Data obtained by the news agency Bloomberg through a freedom of information request shows that pilots of 541 planes were forced to perform go-arounds – as aborted landings are called – before they could touch down at the Benito Juárez International Airport between January and May.
Of that number, 83 were caused by the presence of aircraft that had not yet cleared the runways.
In the first five months of 2018, there were 357 go-arounds of which 45 were due to clogged runways.
Bloomberg reported that aborted landings are still rare in Mexico City but the increase to six out of every 1,000 landings between January and May compared to four in the same period last year is nevertheless cause for concern.
Go-arounds cost airlines both time and money because they force planes to use more fuel.
Richard Bloom, an aviation security professor at Embry-Riddle Aeronautical University, said that for every 1,000 landing attempts at a global level, between one and three will result in a go-around.
The increase in aborted landings in Mexico City should at the very least “lead to a review of the typical factors involved in go-arounds,” he said.

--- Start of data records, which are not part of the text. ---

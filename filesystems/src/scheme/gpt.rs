// GUID Partition Table decoding

use byteorder::{ByteOrder, LittleEndian};
use log::debug;
use serde::Serialize;
use uuid::Uuid;

use diskprobe_core::{ByteCursor, ByteSource, ProbeError};

/// The GPT header lives at LBA 1 of a 512-byte-block disk.
pub const GPT_HEADER_OFFSET: u64 = 0x200;
pub const GPT_SIG_SIZE: usize = 8;
pub const GPT_SIGNATURE: &[u8; 8] = b"EFI PART";
/// Fixed header fields end at byte 92.
pub const GPT_HEADER_MIN_SIZE: u32 = 92;
/// A partition entry carries a 36-unit UTF-16 name field.
pub const GPT_ENTRY_NAME_UNITS: usize = 36;

#[derive(Debug, Clone, PartialEq, Eq, Serialize)]
pub struct GptHeader {
    pub revision: u32,
    pub header_size: u32,
    pub crc32: u32,
    pub current_lba: u64,
    pub backup_lba: u64,
    pub first_usable_lba: u64,
    pub last_usable_lba: u64,
    pub disk_guid: Uuid,
    pub part_lba: u64,
    pub num_partitions: u32,
    pub part_size: u32,
    pub part_array_crc32: u32,
}

impl GptHeader {
    fn decode(cursor: &ByteCursor) -> Result<Self, ProbeError> {
        let signature = cursor.get_bytes(0, GPT_SIG_SIZE);
        if signature != GPT_SIGNATURE {
            return Err(ProbeError::FormatError(format!(
                "invalid GPT signature: {signature:02X?}"
            )));
        }

        Ok(Self {
            revision: cursor.get_u32_le(0x08),
            header_size: cursor.get_u32_le(0x0C),
            crc32: cursor.get_u32_le(0x10),
            current_lba: cursor.get_u64_le(0x18),
            backup_lba: cursor.get_u64_le(0x20),
            first_usable_lba: cursor.get_u64_le(0x28),
            last_usable_lba: cursor.get_u64_le(0x30),
            disk_guid: cursor.get_uuid_le(0x38),
            part_lba: cursor.get_u64_le(0x48),
            num_partitions: cursor.get_u32_le(0x50),
            part_size: cursor.get_u32_le(0x54),
            part_array_crc32: cursor.get_u32_le(0x58),
        })
    }
}

/// One GPT partition array entry.
#[derive(Debug, Clone, PartialEq, Eq, Serialize)]
pub struct GptPartitionEntry {
    pub type_guid: Uuid,
    pub part_guid: Uuid,
    pub first_lba: u64,
    pub last_lba: u64,
    pub attr_flags: u64,
    pub name: String,
}

impl GptPartitionEntry {
    pub fn decode(cursor: &ByteCursor) -> Self {
        let raw_name = cursor.get_utf16_le(0x38, GPT_ENTRY_NAME_UNITS);
        let name = raw_name
            .split('\0')
            .next()
            .unwrap_or_default()
            .to_string();

        Self {
            type_guid: cursor.get_uuid_le(0x00),
            part_guid: cursor.get_uuid_le(0x10),
            first_lba: cursor.get_u64_le(0x20),
            last_lba: cursor.get_u64_le(0x28),
            attr_flags: cursor.get_u64_le(0x30),
            name,
        }
    }

    /// An all-zero type GUID marks the end of the used portion of the array.
    pub fn is_empty(&self) -> bool {
        self.type_guid == Uuid::nil()
    }

    pub fn part_offset(&self, block_size: u64) -> u64 {
        self.first_lba * block_size
    }

    /// Partition length in bytes. A malformed entry with `last_lba` below
    /// `first_lba` reports zero instead of wrapping.
    pub fn size_bytes(&self, block_size: u64) -> u64 {
        self.last_lba
            .saturating_add(1)
            .saturating_sub(self.first_lba)
            .saturating_mul(block_size)
    }
}

/// A decoded GPT: header plus the used portion of the partition array.
#[derive(Debug, Clone, PartialEq, Eq, Serialize)]
pub struct Gpt {
    pub header: GptHeader,
    pub partition_entries: Vec<GptPartitionEntry>,
}

impl Gpt {
    /// Load the GPT header and partition array from `source`.
    ///
    /// The declared `header_size` field sizes the full header read. Array
    /// loading honors `num_partitions` but stops early at the first entry
    /// with an all-zero type GUID; trailing unused slots are not read, so a
    /// truncated-but-terminated array still decodes.
    pub fn load(source: &ByteSource, block_size: u64) -> Result<Self, ProbeError> {
        let size_field = source.read_at(GPT_HEADER_OFFSET + 0x0C, 4)?;
        let header_size = LittleEndian::read_u32(&size_field);
        if header_size < GPT_HEADER_MIN_SIZE {
            return Err(ProbeError::FormatError(format!(
                "GPT header size {header_size} below minimum {GPT_HEADER_MIN_SIZE}"
            )));
        }

        let cursor = ByteCursor::load(source, GPT_HEADER_OFFSET, header_size as usize)?;
        let header = GptHeader::decode(&cursor)?;

        let array_offset = header.part_lba * block_size;
        let mut partition_entries = Vec::new();
        for index in 0..u64::from(header.num_partitions) {
            let entry_offset = array_offset + index * u64::from(header.part_size);
            let cursor = ByteCursor::load(source, entry_offset, header.part_size as usize)?;
            let entry = GptPartitionEntry::decode(&cursor);
            if entry.is_empty() {
                break;
            }
            partition_entries.push(entry);
        }

        debug!(
            "GPT decoded: disk {} with {} used partition entries",
            header.disk_guid,
            partition_entries.len()
        );
        Ok(Self {
            header,
            partition_entries,
        })
    }

    /// Recompute the header CRC32 (with the stored CRC field zeroed) and
    /// compare it to the stored value. Advisory: a mismatch flags a damaged
    /// or hand-edited header but does not abort decoding.
    pub fn verify_header_crc(&self, source: &ByteSource) -> Result<bool, ProbeError> {
        let mut data = source.read_at(GPT_HEADER_OFFSET, self.header.header_size as usize)?;
        data[0x10..0x14].fill(0);
        let mut hasher = crc32fast::Hasher::new();
        hasher.update(&data);
        Ok(hasher.finalize() == self.header.crc32)
    }
}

Gabriel Yee, flight operations manager for Aeroméxico, said that sudden changes in weather conditions have caused aborted landings in Mexico City in recent months.
However, he told Bloomberg that Mexico City airport doesn’t have a policy known as “minimum runway use” to get planes off the runway quickly, adding that “there’s no denying the airport has more operations than before.”

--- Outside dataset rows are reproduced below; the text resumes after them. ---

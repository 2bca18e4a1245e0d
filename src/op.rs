//! Tags naming each scalar operator, for callers that record which
//! elementary function produced a value and later need its backward step.

use std::fmt::Display;

use crate::{
    error::OpResult,
    operators::{self, exp, inv_back, log_back, relu_back, sigmoid},
};

#[derive(Debug, Clone, Copy, PartialEq, Eq, Hash)]
pub enum UnaryOp {
    Id,
    Neg,
    Sigmoid,
    Relu,
    Log,
    Exp,
    Inv,
}

#[derive(Debug, Clone, Copy, PartialEq, Eq, Hash)]
pub enum BinaryOp {
    Add,
    Mul,
    Max,
    Lt,
    Eq,
}

impl UnaryOp {
    pub const ALL: [UnaryOp; 7] = [
        UnaryOp::Id,
        UnaryOp::Neg,
        UnaryOp::Sigmoid,
        UnaryOp::Relu,
        UnaryOp::Log,
        UnaryOp::Exp,
        UnaryOp::Inv,
    ];

    pub fn name(self) -> &'static str {
        match self {
            UnaryOp::Id => "id",
            UnaryOp::Neg => "neg",
            UnaryOp::Sigmoid => "sigmoid",
            UnaryOp::Relu => "relu",
            UnaryOp::Log => "log",
            UnaryOp::Exp => "exp",
            UnaryOp::Inv => "inv",
        }
    }

    /// Evaluates the operator at `x`.
    ///
    /// # Errors
    /// Propagates the failure of [`operators::log`] or [`operators::inv`].
    pub fn apply(self, x: f64) -> OpResult<f64> {
        match self {
            UnaryOp::Id => Ok(operators::id(x)),
            UnaryOp::Neg => Ok(operators::neg(x)),
            UnaryOp::Sigmoid => Ok(sigmoid(x)),
            UnaryOp::Relu => Ok(operators::relu(x)),
            UnaryOp::Log => operators::log(x),
            UnaryOp::Exp => Ok(exp(x)),
            UnaryOp::Inv => operators::inv(x),
        }
    }

    /// Local derivative at `x` times the upstream gradient `grad`.
    ///
    /// # Errors
    /// Same conditions as the matching `*_back` function in [`operators`].
    pub fn backward(self, x: f64, grad: f64) -> OpResult<f64> {
        match self {
            UnaryOp::Id => Ok(grad),
            UnaryOp::Neg => Ok(-grad),
            UnaryOp::Sigmoid => {
                let s = sigmoid(x);
                Ok(s * (1.0 - s) * grad)
            }
            UnaryOp::Relu => relu_back(x, grad),
            UnaryOp::Log => log_back(x, grad),
            UnaryOp::Exp => Ok(exp(x) * grad),
            UnaryOp::Inv => inv_back(x, grad),
        }
    }
}

impl BinaryOp {
    pub const ALL: [BinaryOp; 5] = [
        BinaryOp::Add,
        BinaryOp::Mul,
        BinaryOp::Max,
        BinaryOp::Lt,
        BinaryOp::Eq,
    ];

    pub fn name(self) -> &'static str {
        match self {
            BinaryOp::Add => "add",
            BinaryOp::Mul => "mul",
            BinaryOp::Max => "max",
            BinaryOp::Lt => "lt",
            BinaryOp::Eq => "eq",
        }
    }

    /// Evaluates the operator; comparisons yield `1.0` or `0.0`.
    pub fn apply(self, x: f64, y: f64) -> f64 {
        match self {
            BinaryOp::Add => operators::add(x, y),
            BinaryOp::Mul => operators::mul(x, y),
            BinaryOp::Max => operators::max(x, y),
            BinaryOp::Lt => f64::from(u8::from(operators::lt(x, y))),
            BinaryOp::Eq => f64::from(u8::from(operators::eq(x, y))),
        }
    }

    /// Pushback of `grad` to `(x, y)`.
    ///
    /// `Max` routes the whole gradient to the argument [`operators::max`]
    /// returned, so ties go to `y`. Comparisons are flat and pass nothing back.
    pub fn backward(self, x: f64, y: f64, grad: f64) -> (f64, f64) {
        match self {
            BinaryOp::Add => (grad, grad),
            BinaryOp::Mul => (y * grad, x * grad),
            BinaryOp::Max => {
                if x > y {
                    (grad, 0.0)
                } else {
                    (0.0, grad)
                }
            }
            BinaryOp::Lt | BinaryOp::Eq => (0.0, 0.0),
        }
    }
}

impl Display for UnaryOp {
    fn fmt(&self, f: &mut std::fmt::Formatter<'_>) -> std::fmt::Result {
        f.write_str(self.name())
    }
}

impl Display for BinaryOp {
    fn fmt(&self, f: &mut std::fmt::Formatter<'_>) -> std::fmt::Result {
        f.write_str(self.name())
    }
}
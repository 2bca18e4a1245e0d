/// Failure raised by a scalar operator whose result is undefined at the given input.
#[derive(Debug, Clone, Copy, PartialEq)]
pub enum OpError {
    /// Input lies outside the operator's domain, e.g. `log` of a non-positive number.
    Domain { op: &'static str, value: f64 },
    /// Input is exactly zero and the operator divides by it.
    DivisionByZero { op: &'static str },
    /// The derivative does not exist at `at`, e.g. `relu` at zero.
    UndefinedDerivative { op: &'static str, at: f64 },
}

pub type OpResult<T> = Result<T, OpError>;

impl OpError {
    pub(crate) fn domain(op: &'static str, value: f64) -> Self {
        log::trace!("{op}: rejected out-of-domain input {value}");
        OpError::Domain { op, value }
    }

    pub(crate) fn division_by_zero(op: &'static str) -> Self {
        log::trace!("{op}: rejected zero divisor");
        OpError::DivisionByZero { op }
    }

    pub(crate) fn undefined_derivative(op: &'static str, at: f64) -> Self {
        log::trace!("{op}: derivative undefined at {at}");
        OpError::UndefinedDerivative { op, at }
    }

    /// Name of the operator that failed.
    pub fn op(&self) -> &'static str {
        match self {
            OpError::Domain { op, .. }
            | OpError::DivisionByZero { op }
            | OpError::UndefinedDerivative { op, .. } => *op,
        }
    }
}

impl std::error::Error for OpError {}

impl std::fmt::Display for OpError {
    fn fmt(&self, f: &mut std::fmt::Formatter<'_>) -> std::fmt::Result {
        match self {
            OpError::Domain { op, value } => {
                write!(f, "{op}: math domain error for input {value}")
            }
            OpError::DivisionByZero { op } => {
                write!(f, "{op}: division by zero")
            }
            OpError::UndefinedDerivative { op, at } => {
                write!(f, "{op}: derivative does not exist at {at}")
            }
        }
    }
}
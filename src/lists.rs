//! Sequence operations built from the combinators and scalar operators.

use crate::{
    functional::{map, reduce, zip_with},
    operators::{add, mul, neg},
};

/// Negates every element.
pub fn neg_list(seq: &[f64]) -> Vec<f64> {
    map(seq, neg)
}

/// Adds corresponding elements, truncating to the shorter input (see [`zip_with`]).
pub fn add_lists(a: &[f64], b: &[f64]) -> Vec<f64> {
    zip_with(a, b, add)
}

/// Sum of all elements; `0.0` for an empty slice.
pub fn sum(seq: &[f64]) -> f64 {
    reduce(add, seq, 0.0)
}

/// Product of all elements; `1.0` for an empty slice.
pub fn prod(seq: &[f64]) -> f64 {
    reduce(mul, seq, 1.0)
}
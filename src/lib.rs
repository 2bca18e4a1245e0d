//! # autodiff-ops
//!
//! Scalar building blocks for a reverse-mode automatic differentiation engine.
//!
//! ## Contents
//!
//! - [`operators`]: elementary functions (`mul`, `sigmoid`, `log`, ...) and the
//!   local backward steps (`log_back`, `inv_back`, `relu_back`) that push an
//!   upstream gradient through them.
//! - [`functional`]: generic `map`, `zip_with` and `reduce` for lifting scalar
//!   functions onto slices, with fallible `try_*` variants.
//! - [`lists`]: `neg_list`, `add_lists`, `sum` and `prod` composed from the two
//!   layers above.
//! - [`UnaryOp`] / [`BinaryOp`]: tags naming each operator, for callers that
//!   record a tape and replay backward steps.
//!
//! Inputs where a value or derivative does not exist (`log(0)`, `inv(0)`,
//! `relu_back(0, _)`) are reported as [`OpError`], never approximated.
//!
//! There are no tensors or graphs here; those live in the crates that call
//! into these functions.

#![warn(
    clippy::perf,
    clippy::correctness,
    clippy::complexity,
    clippy::style,
    clippy::suspicious,
    // clippy::pedantic
)]
#![deny(clippy::undocumented_unsafe_blocks, clippy::cast_possible_truncation)]
#![allow(clippy::float_cmp)]

mod error;
pub mod functional;
pub mod lists;
mod op;
pub mod operators;

// Re-export core types for convenience.
pub use error::{OpError, OpResult};
pub use op::{BinaryOp, UnaryOp};
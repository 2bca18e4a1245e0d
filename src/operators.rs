//! Elementary scalar functions and their local backward steps.
//!
//! Every function here is pure. The `*_back` functions evaluate the derivative
//! of their forward counterpart at `x` and multiply it by the upstream gradient
//! `y`, which is the single step a reverse-mode engine needs from each leaf.
//!
//! Inputs at which a result or derivative does not exist are reported as
//! [`OpError`] instead of being coerced to `0`, `inf` or `NaN`.

use crate::error::{OpError, OpResult};

/// Absolute tolerance used by [`is_close`].
pub const IS_CLOSE_TOLERANCE: f64 = 1e-2;

#[inline]
pub fn mul(x: f64, y: f64) -> f64 {
    x * y
}

#[inline]
pub fn id(x: f64) -> f64 {
    x
}

#[inline]
pub fn add(x: f64, y: f64) -> f64 {
    x + y
}

#[inline]
pub fn neg(x: f64) -> f64 {
    -x
}

#[inline]
pub fn lt(x: f64, y: f64) -> bool {
    x < y
}

/// Exact IEEE equality. Use [`is_close`] for a tolerant comparison.
#[inline]
pub fn eq(x: f64, y: f64) -> bool {
    x == y
}

/// Returns `x` if `x > y`, otherwise `y`.
///
/// Ties (and any comparison involving `NaN` in `x`) return `y`.
#[inline]
pub fn max(x: f64, y: f64) -> f64 {
    if x > y { x } else { y }
}

/// `|x - y| < IS_CLOSE_TOLERANCE`, an absolute rather than relative test.
#[inline]
pub fn is_close(x: f64, y: f64) -> bool {
    (x - y).abs() < IS_CLOSE_TOLERANCE
}

/// Logistic function `1 / (1 + e^-x)`.
///
/// The negative branch is evaluated as `e^x / (1 + e^x)` so that `e^-x`
/// never overflows for large negative inputs.
pub fn sigmoid(x: f64) -> f64 {
    if x >= 0.0 {
        1.0 / (1.0 + (-x).exp())
    } else {
        let e = x.exp();
        e / (1.0 + e)
    }
}

#[inline]
pub fn relu(x: f64) -> f64 {
    max(0.0, x)
}

/// Natural logarithm.
///
/// # Errors
/// Returns [`OpError::Domain`] if `x <= 0`.
pub fn log(x: f64) -> OpResult<f64> {
    if x <= 0.0 {
        return Err(OpError::domain("log", x));
    }
    Ok(x.ln())
}

#[inline]
pub fn exp(x: f64) -> f64 {
    x.exp()
}

/// Reciprocal `1 / x`.
///
/// # Errors
/// Returns [`OpError::DivisionByZero`] if `x == 0` (either sign).
pub fn inv(x: f64) -> OpResult<f64> {
    if x == 0.0 {
        return Err(OpError::division_by_zero("inv"));
    }
    Ok(1.0 / x)
}

/// `d/dx log(x) * y`, i.e. `y / x`.
///
/// Only `x == 0` is rejected; negative `x` yields the formal value `y / x`.
///
/// # Errors
/// Returns [`OpError::DivisionByZero`] if `x == 0`.
pub fn log_back(x: f64, y: f64) -> OpResult<f64> {
    if x == 0.0 {
        return Err(OpError::division_by_zero("log_back"));
    }
    Ok(1.0 / x * y)
}

/// `d/dx (1/x) * y`, i.e. `-y / x^2`.
///
/// # Errors
/// Returns [`OpError::DivisionByZero`] if `x == 0`.
pub fn inv_back(x: f64, y: f64) -> OpResult<f64> {
    if x == 0.0 {
        return Err(OpError::division_by_zero("inv_back"));
    }
    let derivative = -1.0 / x / x;
    Ok(derivative * y)
}

/// `d/dx relu(x) * y`.
///
/// `0.0` for negative `x`, `y` untouched for positive `x`.
///
/// # Errors
/// Returns [`OpError::UndefinedDerivative`] if `x == 0`; the kink is never
/// resolved to either one-sided derivative.
pub fn relu_back(x: f64, y: f64) -> OpResult<f64> {
    if x == 0.0 {
        Err(OpError::undefined_derivative("relu_back", x))
    } else if x < 0.0 {
        Ok(0.0)
    } else {
        Ok(y)
    }
}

Passenger traffic grew 6.6% last year to 47.7 million people. The airport has two runways but they can’t be used simultaneously because they are too close together.

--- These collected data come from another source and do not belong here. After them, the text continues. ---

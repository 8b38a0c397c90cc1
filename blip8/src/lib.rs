mod devices;
mod instruction;
mod keypad;
mod machine;
mod screen;
mod timer;
mod vm;

pub mod constants;
pub mod error;

pub use self::{
    devices::{
        Devices, NullRenderer, NullSound, RandomSource, Renderer, Sound, SystemClock,
        ThreadRngSource, TimeSource,
    },
    keypad::{InvalidKeyCode, KeyCode},
    screen::Pixel,
    vm::Blip8Vm,
};

pub mod prelude {
    pub use super::{
        error::{Blip8Error, Blip8Result},
        Blip8Vm, KeyCode,
    };
}
//! Virtual machine.
use std::fmt::{self, Write};

use log::trace;

use crate::{
    constants::*,
    devices::Devices,
    error::{Blip8Error, Blip8Result},
    instruction::Instruction,
    keypad::{KeyCode, Keypad},
    machine::Machine,
    screen::{Pixel, Screen},
    timer::DelayTimer,
};

/// Duration of the audible blip requested when a key capture completes.
const KEY_TONE_SECONDS: f64 = 0.1;

/// The instruction execution engine.
///
/// Owns the machine state and is driven from the outside: each [`step`]
/// call executes exactly one fetch-decode-execute cycle. The engine never
/// drives its own clock, and never blocks; the only suspension point is
/// the `FX0A` key wait, which yields by leaving the program counter
/// unchanged.
///
/// [`step`]: Blip8Vm::step
pub struct Blip8Vm {
    machine: Machine,
    screen: Screen,
    keypad: Keypad,
    delay: DelayTimer,
    devices: Devices,
}

impl Default for Blip8Vm {
    fn default() -> Self {
        Self::new(Devices::default())
    }
}
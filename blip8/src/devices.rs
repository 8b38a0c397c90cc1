//! IO device interfaces.
//!
//! The VM core consumes these collaborator contracts; all calls are
//! in-process and fire-and-forget. Production implementations for the
//! random and time sources are provided here, both substitutable for
//! deterministic testing.
use std::time::Instant;

use rand::prelude::*;

use crate::screen::Pixel;

/// Presents the display buffer to the user.
pub trait Renderer {
    /// Wipe the presented frame.
    fn clear_screen(&mut self);

    /// Present the given pixel records. Called at most once per cycle,
    /// only for regions touched by a draw.
    fn draw_pixels(&mut self, pixels: &[Pixel]);
}

/// Plays the buzzer tone.
pub trait Sound {
    /// Request a tone for the given duration. No completion is observed.
    fn play_tone(&mut self, seconds: f64);
}

/// Source of random bytes for the `CXNN` opcode.
pub trait RandomSource {
    fn next_byte(&mut self) -> u8;
}

/// Source of timestamps for the delay timer.
pub trait TimeSource {
    fn now(&self) -> Instant;
}

/// Renderer that discards all output. Useful headless and in tests.
#[derive(Default)]
pub struct NullRenderer;

impl Renderer for NullRenderer {
    fn clear_screen(&mut self) {}

    fn draw_pixels(&mut self, _pixels: &[Pixel]) {}
}

/// Sound device that discards all requests.
#[derive(Default)]
pub struct NullSound;

impl Sound for NullSound {
    fn play_tone(&mut self, _seconds: f64) {}
}

/// Random bytes from the thread-local RNG.
#[derive(Default)]
pub struct ThreadRngSource;

impl RandomSource for ThreadRngSource {
    fn next_byte(&mut self) -> u8 {
        thread_rng().gen()
    }
}

/// The system's monotonic clock.
#[derive(Default)]
pub struct SystemClock;

impl TimeSource for SystemClock {
    fn now(&self) -> Instant {
        Instant::now()
    }
}

/// Bundle of device collaborators handed to the VM at construction.
pub struct Devices {
    pub renderer: Box<dyn Renderer>,
    pub sound: Box<dyn Sound>,
    pub random: Box<dyn RandomSource>,
    pub clock: Box<dyn TimeSource>,
}

impl Default for Devices {
    fn default() -> Self {
        Self {
            renderer: Box::new(NullRenderer),
            sound: Box::new(NullSound),
            random: Box::new(ThreadRngSource),
            clock: Box::new(SystemClock),
        }
    }
}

Yee pointed out that there is no short-term solution other than finding ways to make the airport “work more efficiently.”
To ease congestion at Mexico City airport, Latin America’s busiest airport, the federal government is pursuing a three-pronged plan – but relief is still some way off.
The Defense Secretariat has been given the responsibility of building a new airport at the Santa Lucía air force base in México state and the existing airports in Mexico City and Toluca will be upgraded. A third terminal will be built at the existing facility in the capital.
The Santa Lucía project, however, is currently
mired due to legal opposition and even if it materializes, aviation experts doubt that it will be able to meet the growing demand for runway space caused by the rise of budget domestic airlines.
In that context, President López Obrador’s decision to cancel the previous government’s Texcoco airport project – after
a legally questionable public consultation – becomes an even greater target for criticism.
Aviation experts at Mitre Corp.’s Center for Advanced Aviation System Development have
questioned the viability of the Mexico City and Santa Lucía airports to operate simultaneously due to their proximity to each other.
Aeroméxico CEO Andres Conesa said that he had similar concerns.
“We haven’t seen the analysis,” he said. “We’d like to see the ability to increase operations in this dual system. We prefer to have one airport because we’re under a hub-and-spoke model.”
As for Toluca, the chances of success of the plan to increase traffic at that airport is dependent on cost, the CEO of budget airline Volaris told Bloomberg.
“We stopped operating out of Toluca because of what it cost us,” Enrique Beltranena said. “We need more clarity” about how much it would cost to return.